The administrator is the owner of the primary folder, the root, and has therefore primary authority over the whole system.
/bin – Essential User Binaries
The /bin directory contains the essential user binaries (programs) that must be present when the system is mounted in single-user mode. Applications such as Firefox are stored in /usr/bin, while important system programs and utilities such as the bash shell are located in /bin.
/boot – Static files of the boot loader
The /boot directory contains the files needed to boot the system – for example, the GRUB boot loader’s files and your Linux kernels are stored here.
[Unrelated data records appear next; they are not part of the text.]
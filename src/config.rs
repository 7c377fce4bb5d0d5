use crate::logic::MissingPolicy;
use log::LevelFilter;
use serde::{Deserialize, Serialize};

#[derive(Debug, Clone, Default, Serialize, Deserialize)]
pub struct AppConfig {
    pub schema: SchemaConfig,
    pub input: InputConfig,
    pub assign: AssignConfig,
    pub log: LogConfig,
}

#[derive(Debug, Clone, Default, Serialize, Deserialize)]
pub struct SchemaConfig {
    /// JSON schema document; the seed schema is used when unset
    pub path: Option<String>,
}

#[derive(Debug, Clone, Serialize, Deserialize)]
pub struct InputConfig {
    /// JSON object of attribute values; the seed input is used when unset
    pub path: Option<String>,
    pub class: String,
}

#[derive(Debug, Clone, Default, Serialize, Deserialize)]
pub struct AssignConfig {
    pub missing: MissingPolicy,
}

#[derive(Debug, Clone, Serialize, Deserialize)]
pub struct LogConfig {
    pub level: String,
}

impl Default for InputConfig {
    fn default() -> Self {
        Self {
            path: None,
            class: "Order".to_string(),
        }
    }
}

impl Default for LogConfig {
    fn default() -> Self {
        Self {
            level: "info".to_string(),
        }
    }
}

impl AppConfig {
    /// Load configuration from defaults, an optional `modelx` config file and
    /// `MODELX_*` environment variables
    pub fn load() -> anyhow::Result<Self> {
        let mut config = config::Config::builder();

        // Add default configuration
        config = config.add_source(config::Config::try_from(&AppConfig::default())?);

        // Add config file if it exists
        config = config.add_source(config::File::with_name("modelx").required(false));

        // Add environment variables with prefix "MODELX_"
        config = config.add_source(
            config::Environment::with_prefix("MODELX")
                .separator("_")
                .prefix_separator("_"),
        );

        let config = config.build()?;
        let app_config: AppConfig = config.try_deserialize()?;

        Ok(app_config)
    }

    /// Log level filter, `info` when the configured level is not recognised
    pub fn log_level(&self) -> LevelFilter {
        self.log.level.parse().unwrap_or(LevelFilter::Info)
    }
}
use crate::error::{ModelError, Result};
use crate::model::{
    is_blank, is_present, number, to_f, ClassId, Model, Reader, Registry, Rule, Value, Writer,
};
use log::debug;

pub const PERCENTAGE_SUFFIX: &str = "_percentage";

impl Registry {
    /// Add `<attribute>_percentage` (value × 100) plus the multiplier helpers.
    ///
    /// The attribute must already be readable. The percentage writer and its
    /// numericality rule are only added when the attribute is also writable.
    pub fn percentage(&mut self, class: ClassId, attribute: &str) -> Result<()> {
        if self.reader(class, attribute).is_none() {
            return Err(ModelError::InvalidArgument(format!(
                "cannot add percentage attribute {} - no existing attribute exists",
                attribute
            )));
        }
        let writable = self.writer(class, attribute).is_some();

        let multiplier = format!("{}_multiplier", attribute);
        let percentage = format!("{}{}", attribute, PERCENTAGE_SUFFIX);

        let def = self.class_mut(class)?;
        def.readers.insert(
            multiplier.clone(),
            Reader::Multiplier {
                attribute: attribute.to_string(),
                increase: false,
            },
        );
        def.readers.insert(
            format!("{}_increase_multiplier", attribute),
            Reader::Multiplier {
                attribute: attribute.to_string(),
                increase: true,
            },
        );
        def.readers.insert(
            format!("{}_decrease_multiplier", attribute),
            Reader::Alias { target: multiplier },
        );
        def.readers.insert(
            percentage.clone(),
            Reader::Percentage {
                attribute: attribute.to_string(),
            },
        );
        def.strips_percentage_suffix = true;

        if writable {
            def.writers.insert(
                percentage.clone(),
                Writer::Percentage {
                    attribute: attribute.to_string(),
                },
            );
            def.validations.push(Rule::Numericality {
                attribute: percentage,
                allow_blank: true,
            });
        }

        debug!(
            "percentage accessor {}#{} (writable: {})",
            def.name, attribute, writable
        );
        Ok(())
    }
}

impl Model {
    pub(crate) fn percentage_value(&mut self, attribute: &str) -> Result<Value> {
        if let Some(cached) = self.percentages.get(attribute) {
            return Ok(cached.clone());
        }

        let value = self.get(attribute)?;
        if is_blank(&value) {
            return Ok(Value::Null);
        }
        let scaled = number(to_f(&value) * 100.0);
        // out-of-range products are not cached
        if !scaled.is_null() {
            self.percentages.insert(attribute.to_string(), scaled.clone());
        }
        Ok(scaled)
    }

    pub(crate) fn multiplier(&mut self, attribute: &str, increase: bool) -> Result<Value> {
        let base = to_f(&self.get(attribute)?);
        Ok(number(if increase { 1.0 + base } else { 1.0 - base }))
    }

    // The underlying write drops the cache, so the raw input is cached after it.
    pub(crate) fn write_percentage(&mut self, attribute: &str, value: Value) -> Result<()> {
        if is_present(&value) {
            self.set(attribute, number(to_f(&value) / 100.0))?;
            self.percentages.insert(attribute.to_string(), value);
        } else {
            self.set(attribute, Value::Null)?;
            self.percentages.remove(attribute);
        }
        Ok(())
    }
}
The boot loader’s configuration files aren’t located here, though – they’re in /etc with the other configuration files.
/dev — Device files
- Contains references to all the CPU peripheral hardware, which are represented as files with special properties.
- These include terminal devices, usb, or any device attached to the system.
- Example: /dev/console, /dev/tty, /dev/ttyS0 etc
/home – Home Folders
The /home directory contains a home folder for each user. For example, if your user name is Rumy, you have a home folder located at /home/rumy. This home folder contains the user’s data files and user-specific configuration files. Each user only has write access to their own home folder and must obtain elevated permissions (become the root user) to modify other files on the system.
/lost+found – Recovery files
- Files that were saved during failures are here.
- Each partition has its own lost+found directory.
- This is the place where corrupted files are placed when they are found during a filesystem check.
/media – Removable Media
The /media directory contains subdirectories where removable media devices inserted into the computer are mounted. For example, when you insert a CD into your Linux system, a directory will automatically be created inside the /media directory. You can access the contents of the CD inside this directory.
/usr – User Binaries & Read-Only Data
The /usr directory contains applications and files used by users, as opposed to applications and files used by the system. For example, non-essential applications are located inside the /usr/bin directory instead of the /bin directory and non-essential system administration binaries are located in the /usr/sbin directory instead of the /sbin directory. Libraries for each are located inside the /usr/lib directory. The /usr directory also contains other directories – for example, architecture-independent files like graphics are located in /usr/share.
/proc – Kernel & Process Files
The /proc directory similar to the /dev directory because it doesn’t contain standard files. It contains special files that represent system and process information.
/mnt – Temporary Mount Points
Historically speaking, the /mnt directory is where system administrators mounted temporary file systems while using them. For example, if you’re mounting a Windows partition to perform some file recovery operations, you might mount it at /mnt/windows. However, you can mount other file systems anywhere on the system.
/opt – Optional Packages
The /opt directory contains subdirectories for optional software packages. It’s commonly used by proprietary software that doesn’t obey the standard file system hierarchy – for example, a proprietary program might dump its files in /opt/application when you install it.
/net — Mount directoty for remote file systems
- Standard mount point for entire remote file systems
/run – Application State Files
The /run directory is fairly new, and gives applications a standard place to store transient files they require like sockets and process IDs. These files can’t be stored in /tmp because files in /tmp may be deleted.
/sbin – System Administration Binaries
The /sbin directory is similar to the /bin directory. It contains essential binaries that are generally intended to be run by the root user for system administration.
/var – Variable Data Files
The /var directory is the writable counterpart to the /usr directory, which must be read-only in normal operation. Log files and everything else that would normally be written to /usr during normal operation are written to the /var directory. For example, you’ll find log files in /var/log.